— Required action —
Which lines of the records contain the word "CountResponse"? Copy each one.

(Saved entries)
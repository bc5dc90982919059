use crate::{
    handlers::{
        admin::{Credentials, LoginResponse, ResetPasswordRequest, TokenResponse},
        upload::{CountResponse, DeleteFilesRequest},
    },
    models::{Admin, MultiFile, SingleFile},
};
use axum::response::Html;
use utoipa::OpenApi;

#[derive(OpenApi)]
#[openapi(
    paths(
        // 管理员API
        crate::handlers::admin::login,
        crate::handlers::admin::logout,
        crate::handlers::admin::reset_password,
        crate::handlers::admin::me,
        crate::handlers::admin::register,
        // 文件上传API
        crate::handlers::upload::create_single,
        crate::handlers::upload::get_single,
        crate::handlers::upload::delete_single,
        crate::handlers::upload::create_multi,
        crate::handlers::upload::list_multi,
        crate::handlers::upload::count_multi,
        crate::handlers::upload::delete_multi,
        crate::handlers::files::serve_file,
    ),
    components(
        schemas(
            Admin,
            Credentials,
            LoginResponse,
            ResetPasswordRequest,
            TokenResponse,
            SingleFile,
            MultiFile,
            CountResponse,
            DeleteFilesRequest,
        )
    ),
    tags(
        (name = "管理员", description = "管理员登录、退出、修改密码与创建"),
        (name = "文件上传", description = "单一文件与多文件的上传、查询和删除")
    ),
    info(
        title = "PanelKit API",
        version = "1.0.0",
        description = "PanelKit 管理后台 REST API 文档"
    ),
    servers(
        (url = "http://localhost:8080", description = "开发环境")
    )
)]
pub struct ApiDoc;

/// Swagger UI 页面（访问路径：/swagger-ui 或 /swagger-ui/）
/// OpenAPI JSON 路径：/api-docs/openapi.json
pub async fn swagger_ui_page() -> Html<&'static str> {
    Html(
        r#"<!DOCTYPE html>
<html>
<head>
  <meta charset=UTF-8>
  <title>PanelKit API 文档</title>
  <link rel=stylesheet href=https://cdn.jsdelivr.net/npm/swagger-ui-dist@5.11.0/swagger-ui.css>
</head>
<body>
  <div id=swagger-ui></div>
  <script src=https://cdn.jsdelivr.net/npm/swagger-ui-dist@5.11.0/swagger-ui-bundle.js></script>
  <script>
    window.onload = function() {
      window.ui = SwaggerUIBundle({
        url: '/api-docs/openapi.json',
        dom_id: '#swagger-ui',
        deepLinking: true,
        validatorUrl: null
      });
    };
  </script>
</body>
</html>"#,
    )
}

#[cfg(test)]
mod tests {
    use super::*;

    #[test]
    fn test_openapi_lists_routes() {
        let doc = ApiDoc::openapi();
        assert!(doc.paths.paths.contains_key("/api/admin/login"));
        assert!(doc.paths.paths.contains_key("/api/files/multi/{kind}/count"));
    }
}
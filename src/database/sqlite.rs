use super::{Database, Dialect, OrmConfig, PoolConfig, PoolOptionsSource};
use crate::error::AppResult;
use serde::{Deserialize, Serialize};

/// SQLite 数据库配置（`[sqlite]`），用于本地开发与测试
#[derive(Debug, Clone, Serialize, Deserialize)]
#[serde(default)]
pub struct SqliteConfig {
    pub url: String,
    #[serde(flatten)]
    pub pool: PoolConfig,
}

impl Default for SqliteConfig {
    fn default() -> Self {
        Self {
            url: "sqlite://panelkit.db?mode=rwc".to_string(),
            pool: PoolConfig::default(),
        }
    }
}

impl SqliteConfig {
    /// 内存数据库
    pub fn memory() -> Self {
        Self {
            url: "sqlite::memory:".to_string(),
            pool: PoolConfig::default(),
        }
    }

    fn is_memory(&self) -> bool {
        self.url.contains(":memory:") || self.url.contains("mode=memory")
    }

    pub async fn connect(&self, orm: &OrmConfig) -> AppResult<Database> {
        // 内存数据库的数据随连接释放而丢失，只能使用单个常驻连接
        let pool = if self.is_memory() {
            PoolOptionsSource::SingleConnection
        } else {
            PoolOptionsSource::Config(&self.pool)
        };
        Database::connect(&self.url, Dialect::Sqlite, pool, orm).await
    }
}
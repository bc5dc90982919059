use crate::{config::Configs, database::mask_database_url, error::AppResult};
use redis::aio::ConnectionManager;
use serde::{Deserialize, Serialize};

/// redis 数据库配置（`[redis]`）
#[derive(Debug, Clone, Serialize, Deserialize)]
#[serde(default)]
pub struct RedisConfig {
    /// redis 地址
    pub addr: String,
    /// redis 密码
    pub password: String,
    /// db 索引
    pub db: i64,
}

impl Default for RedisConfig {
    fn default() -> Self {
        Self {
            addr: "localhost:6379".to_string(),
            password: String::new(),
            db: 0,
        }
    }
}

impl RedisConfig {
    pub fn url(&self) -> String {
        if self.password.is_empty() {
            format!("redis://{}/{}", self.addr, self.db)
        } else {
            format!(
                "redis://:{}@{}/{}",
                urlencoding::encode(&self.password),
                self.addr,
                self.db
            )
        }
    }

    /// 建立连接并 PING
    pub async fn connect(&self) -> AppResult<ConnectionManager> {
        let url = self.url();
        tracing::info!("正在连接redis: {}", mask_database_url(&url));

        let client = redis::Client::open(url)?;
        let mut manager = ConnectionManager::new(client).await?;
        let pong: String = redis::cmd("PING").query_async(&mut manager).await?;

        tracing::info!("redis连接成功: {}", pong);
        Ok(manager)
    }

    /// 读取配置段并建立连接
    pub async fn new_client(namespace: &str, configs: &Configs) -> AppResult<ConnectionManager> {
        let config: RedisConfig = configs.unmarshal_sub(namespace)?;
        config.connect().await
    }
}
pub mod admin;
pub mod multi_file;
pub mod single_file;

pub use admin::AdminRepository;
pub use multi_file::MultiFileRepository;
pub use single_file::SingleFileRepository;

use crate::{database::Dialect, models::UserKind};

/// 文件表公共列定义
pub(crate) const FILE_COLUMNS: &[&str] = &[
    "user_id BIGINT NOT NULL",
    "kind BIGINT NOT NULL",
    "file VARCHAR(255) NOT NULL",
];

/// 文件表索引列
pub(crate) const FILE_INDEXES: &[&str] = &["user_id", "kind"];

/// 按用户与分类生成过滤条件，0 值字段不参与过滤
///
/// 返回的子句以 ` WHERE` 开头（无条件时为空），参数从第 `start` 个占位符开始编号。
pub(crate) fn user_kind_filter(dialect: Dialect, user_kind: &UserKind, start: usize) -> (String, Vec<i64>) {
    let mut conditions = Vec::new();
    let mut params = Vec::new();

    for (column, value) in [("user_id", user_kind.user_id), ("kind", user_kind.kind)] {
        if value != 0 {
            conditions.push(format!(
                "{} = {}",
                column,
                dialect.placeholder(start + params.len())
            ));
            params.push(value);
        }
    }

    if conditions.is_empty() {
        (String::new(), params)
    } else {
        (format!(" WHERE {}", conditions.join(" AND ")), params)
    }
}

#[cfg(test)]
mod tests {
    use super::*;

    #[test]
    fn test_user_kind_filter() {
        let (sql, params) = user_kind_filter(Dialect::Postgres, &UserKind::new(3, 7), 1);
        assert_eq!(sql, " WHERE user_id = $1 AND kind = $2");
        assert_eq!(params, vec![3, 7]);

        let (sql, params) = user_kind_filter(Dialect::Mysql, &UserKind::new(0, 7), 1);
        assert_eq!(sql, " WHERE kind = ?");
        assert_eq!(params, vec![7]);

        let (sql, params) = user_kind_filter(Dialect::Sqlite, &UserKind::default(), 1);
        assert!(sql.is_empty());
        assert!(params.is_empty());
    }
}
---
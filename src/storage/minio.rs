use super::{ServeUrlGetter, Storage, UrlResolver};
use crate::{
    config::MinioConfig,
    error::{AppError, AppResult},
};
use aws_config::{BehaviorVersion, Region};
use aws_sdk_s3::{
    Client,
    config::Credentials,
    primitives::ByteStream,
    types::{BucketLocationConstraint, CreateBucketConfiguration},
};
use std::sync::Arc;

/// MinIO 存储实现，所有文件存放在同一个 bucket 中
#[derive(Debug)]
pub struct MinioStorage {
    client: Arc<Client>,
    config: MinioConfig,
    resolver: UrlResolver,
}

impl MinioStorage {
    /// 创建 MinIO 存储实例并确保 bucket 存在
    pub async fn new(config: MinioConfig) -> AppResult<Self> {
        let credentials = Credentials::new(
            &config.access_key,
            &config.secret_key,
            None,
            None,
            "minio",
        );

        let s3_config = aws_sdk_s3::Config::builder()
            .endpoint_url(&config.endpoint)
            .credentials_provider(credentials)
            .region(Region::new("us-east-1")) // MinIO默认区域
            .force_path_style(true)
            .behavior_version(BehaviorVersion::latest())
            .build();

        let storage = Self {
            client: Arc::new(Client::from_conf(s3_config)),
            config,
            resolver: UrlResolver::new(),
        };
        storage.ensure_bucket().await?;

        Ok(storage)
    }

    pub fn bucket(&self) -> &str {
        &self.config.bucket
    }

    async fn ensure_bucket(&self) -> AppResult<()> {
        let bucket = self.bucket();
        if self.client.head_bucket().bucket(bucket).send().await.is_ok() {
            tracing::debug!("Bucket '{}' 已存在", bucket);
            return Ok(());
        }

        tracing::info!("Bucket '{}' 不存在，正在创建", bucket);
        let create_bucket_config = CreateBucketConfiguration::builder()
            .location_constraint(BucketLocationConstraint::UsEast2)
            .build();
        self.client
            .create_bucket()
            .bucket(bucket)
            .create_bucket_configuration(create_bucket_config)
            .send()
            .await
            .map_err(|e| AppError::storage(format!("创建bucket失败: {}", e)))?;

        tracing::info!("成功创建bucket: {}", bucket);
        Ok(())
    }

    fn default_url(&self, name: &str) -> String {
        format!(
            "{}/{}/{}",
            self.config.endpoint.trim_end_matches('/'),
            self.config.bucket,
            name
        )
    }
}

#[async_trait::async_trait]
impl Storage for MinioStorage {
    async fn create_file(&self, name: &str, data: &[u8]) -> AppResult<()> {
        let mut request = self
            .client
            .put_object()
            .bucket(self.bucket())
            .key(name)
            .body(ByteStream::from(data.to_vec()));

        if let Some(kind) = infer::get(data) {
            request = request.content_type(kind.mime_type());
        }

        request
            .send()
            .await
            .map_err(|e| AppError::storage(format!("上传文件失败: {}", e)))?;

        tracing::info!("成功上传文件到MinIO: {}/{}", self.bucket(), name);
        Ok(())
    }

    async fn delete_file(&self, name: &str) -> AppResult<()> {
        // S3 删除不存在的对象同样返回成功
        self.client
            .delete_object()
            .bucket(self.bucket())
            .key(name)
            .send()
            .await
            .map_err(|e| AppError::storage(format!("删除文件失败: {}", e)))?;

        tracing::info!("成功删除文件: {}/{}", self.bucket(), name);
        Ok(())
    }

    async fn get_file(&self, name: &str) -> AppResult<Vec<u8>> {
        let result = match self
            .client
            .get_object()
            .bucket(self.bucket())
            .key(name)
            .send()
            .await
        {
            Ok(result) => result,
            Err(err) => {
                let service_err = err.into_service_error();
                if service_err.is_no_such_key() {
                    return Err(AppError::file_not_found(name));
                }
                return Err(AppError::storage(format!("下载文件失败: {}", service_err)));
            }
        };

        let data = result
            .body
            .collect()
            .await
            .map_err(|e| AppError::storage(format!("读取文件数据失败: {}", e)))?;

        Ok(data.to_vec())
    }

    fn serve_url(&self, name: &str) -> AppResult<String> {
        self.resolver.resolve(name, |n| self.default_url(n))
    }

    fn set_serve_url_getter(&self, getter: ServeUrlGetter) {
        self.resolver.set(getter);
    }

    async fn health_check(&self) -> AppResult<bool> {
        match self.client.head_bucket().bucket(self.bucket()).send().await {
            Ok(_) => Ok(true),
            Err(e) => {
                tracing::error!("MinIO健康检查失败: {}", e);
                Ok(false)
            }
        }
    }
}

— Output —
        upload::{CountResponse, DeleteFilesRequest},
            CountResponse,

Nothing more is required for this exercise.